So, I woke up like any other day and decided to check my Twitter, Facebook & Ning for the haps. Forget reading a paper, to really get the pulse of the people - let's see what they're talking about. And I walked into ANOTHER fight about black relationships. I'm not going to share the names or venue, to protect the guilty, but I will share with you their points of contention.

They were arguing over some points regarding black female empowerment, and whether or not those points aligned more with black empowerment (the entire community) or the denigration of black men. Please note that I've now officially exhausted all the fancy language I intend to use in this post. Put simpler, it was the "ABW" (angry black woman) vs. the "BBM" (bashed black man). Stereotypes and incendiary language abounded.

BlackBoysAreStupid.jpgNow, I'm not well versed in feminist ideology, but I've always been from the school of black female empowerment. Or so I thought. Although I rarely use the term, I identify with the idea of the Strong Black Woman, or Independent Black Woman. After logging on and reading a bit of both sides, and listening to the wise words of one of my friends, I had to reconsider my position.

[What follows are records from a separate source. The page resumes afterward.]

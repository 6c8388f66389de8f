//! Action registry: the catalog of executors, keyed by action type.
//!
//! Constructed once at process start and passed by `Arc` to the scheduler;
//! there is no ambient global lookup.

use std::collections::HashMap;
use std::sync::Arc;

use crate::domain::errors::{DomainError, DomainResult};
use crate::domain::ports::ActionExecutor;

#[derive(Default)]
pub struct ActionRegistry {
    executors: HashMap<String, Arc<dyn ActionExecutor>>,
}

impl ActionRegistry {
    pub fn new() -> Self {
        Self::default()
    }

    /// Register an executor. At most one executor per action type.
    pub fn register(&mut self, executor: Arc<dyn ActionExecutor>) -> DomainResult<()> {
        let action_type = executor.action_type().to_string();
        if self.executors.contains_key(&action_type) {
            return Err(DomainError::DuplicateActionType(action_type));
        }
        tracing::debug!(action_type = %action_type, "Registered action executor");
        self.executors.insert(action_type, executor);
        Ok(())
    }

    pub fn get(&self, action_type: &str) -> Option<Arc<dyn ActionExecutor>> {
        self.executors.get(action_type).cloned()
    }

    /// Executors that can act for the given agent type. An executor with an
    /// empty compatibility list matches every agent type.
    pub fn compatible_with(&self, agent_type: &str) -> Vec<Arc<dyn ActionExecutor>> {
        self.executors
            .values()
            .filter(|e| {
                let compat = e.compatible_agent_types();
                compat.is_empty() || compat.iter().any(|a| a == agent_type)
            })
            .cloned()
            .collect()
    }

    /// Check that every required parameter key is present. Values are not
    /// type-checked.
    pub fn validate_config(
        &self,
        action_type: &str,
        params: &serde_json::Map<String, serde_json::Value>,
    ) -> bool {
        match self.executors.get(action_type) {
            Some(executor) => executor
                .required_params()
                .iter()
                .all(|key| params.contains_key(key)),
            None => false,
        }
    }

    pub fn action_types(&self) -> Vec<String> {
        let mut types: Vec<String> = self.executors.keys().cloned().collect();
        types.sort();
        types
    }

    pub fn len(&self) -> usize {
        self.executors.len()
    }

    pub fn is_empty(&self) -> bool {
        self.executors.is_empty()
    }
}

impl std::fmt::Debug for ActionRegistry {
    fn fmt(&self, f: &mut std::fmt::Formatter<'_>) -> std::fmt::Result {
        f.debug_struct("ActionRegistry")
            .field("action_types", &self.action_types())
            .finish()
    }
}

It occurred to me that maybe the feminist was wrong and sounded a bit bitter. As did the BBM. They both sounded like the outlying ends of a whole black relationship discussion spectrum. It also occurred to me that they just might be an incredibly vocal minority. The fringe, for lack of a better word. Here's the thought, put simply:

What if...those fringe writers/bloggers/twitterers/authors weren't speaking for "all" or "most"? What if they're really just sharing where they are, in this moment? What if we stopped giving them credit for being the "voice" of the masses that they're suggesting they speak for? What if we questioned the "truth" of what they're saying? Great points aside, and whether I agree with them or not - who is qualifying these folks to speak on behalf of...us?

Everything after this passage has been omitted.